There are lingering worries that Japan shifting to right by pushing for a bigger military role, less apologetic view of wartime history.

 Japanese Deputy Prime Minister Taro Aso (photo credit: REUTERS)
Japanese Deputy Prime Minister Taro Aso
(photo credit: REUTERS)
TOKYO - Japan's Deputy Prime Minister Taro Aso said on Friday he has no intention of resigning over comments he made, but were later retracted, that were interpreted as praise for Germany's Nazi regime and Adolf Hitler's rise to power.
The comments by Aso, who is also finance minister and a former premier, drew criticism from a US-based Jewish rights group as well as in media in South Korea, where bitter memories of Japan's World War Two militarism run deep.

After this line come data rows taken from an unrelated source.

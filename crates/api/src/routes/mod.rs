//! API route definitions.

use axum::Router;

use crate::AppState;

pub mod files;
pub mod health;
pub mod uploads;

/// Creates the API router with all routes.
pub fn api_routes() -> Router<AppState> {
    Router::new()
        .merge(health::routes())
        .merge(uploads::routes())
        .merge(files::routes())
}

The gaffe could complicate foreign policy for Prime Minister Shinzo Abe because there are lingering worries that Abe is shifting Japan to the right by pushing for a bigger role for the military and a less apologetic view of Japan's wartime history.
"I have no intention of resigning," Aso told reporters after a cabinet meeting on Friday.

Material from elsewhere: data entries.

//! Routes addressing stored files by their public URL.

use axum::{
    Json, Router,
    extract::{Query, State},
    http::StatusCode,
    routing::{delete, get},
};
use inkpress_shared::AppError;
use inkpress_storage::FileStore;
use serde::{Deserialize, Serialize};

use crate::AppState;
use crate::error::ApiResult;

/// Creates the file routes.
pub fn routes() -> Router<AppState> {
    Router::new()
        .route("/files", delete(delete_file))
        .route("/files/info", get(file_info))
}

/// Query string naming a stored file.
#[derive(Debug, Deserialize)]
pub struct FileQuery {
    /// Public URL returned when the file was stored.
    pub url: String,
}

/// Existence and size of a stored file.
#[derive(Debug, Serialize)]
pub struct FileInfoResponse {
    /// The URL that was probed.
    pub url: String,
    /// Whether the backend holds the file.
    pub exists: bool,
    /// Size in bytes, 0 when absent.
    pub size: u64,
}

/// DELETE `/files?url=...`
async fn delete_file(
    State(state): State<AppState>,
    Query(query): Query<FileQuery>,
) -> ApiResult<StatusCode> {
    if state.storage.delete(&query.url).await {
        Ok(StatusCode::NO_CONTENT)
    } else {
        Err(AppError::NotFound(format!("no stored file at {}", query.url)).into())
    }
}

/// GET `/files/info?url=...`
async fn file_info(
    State(state): State<AppState>,
    Query(query): Query<FileQuery>,
) -> Json<FileInfoResponse> {
    let exists = state.storage.exists(&query.url).await;
    let size = if exists {
        state.storage.size(&query.url).await
    } else {
        0
    };
    Json(FileInfoResponse {
        url: query.url,
        exists,
        size,
    })
}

Aso's original remarks were made while he was discussing constitutional reform in a speech to a conservative group on Monday.
"Germany's Weimar constitution was changed before anyone realized," Aso said, according to Japanese media accounts.
"It was altered before anyone was aware. Why don't we learn from that technique?" Aso said. "I don't want us to decide (on the constitution) amid commotion and excitement. We should carry this out after a calm public debate."
On Thursday, Aso said he had meant to seek a calm and in-depth debate on the constitution. He said he wanted to avoid the kind of turmoil that he said helped Hitler change the democratic constitution established by Germany's Weimar government after World War One, under which the dictator had taken power.
Abe wants to revise Japan's constitution, drafted by the United States after World War Two, to formalize the country's right to have a military. Critics say his plan could return Japan to a socially conservative, authoritarian past.
Public opinion polls also show that revising the constitution does not have broad support.
Aso, the scion of a family whose mining company used Korean forced laborers during Japan's 1910-1945 occupation of the Korean peninsula, has talked himself into trouble before.
During his 2008-2009 stint as prime minister, Aso offended a wide swathe of voters with off-the-cuff remarks that included a joke about sufferers of Alzheimer's disease.
He offended the main opposition party before becoming prime minister by apparently likening them to Nazis.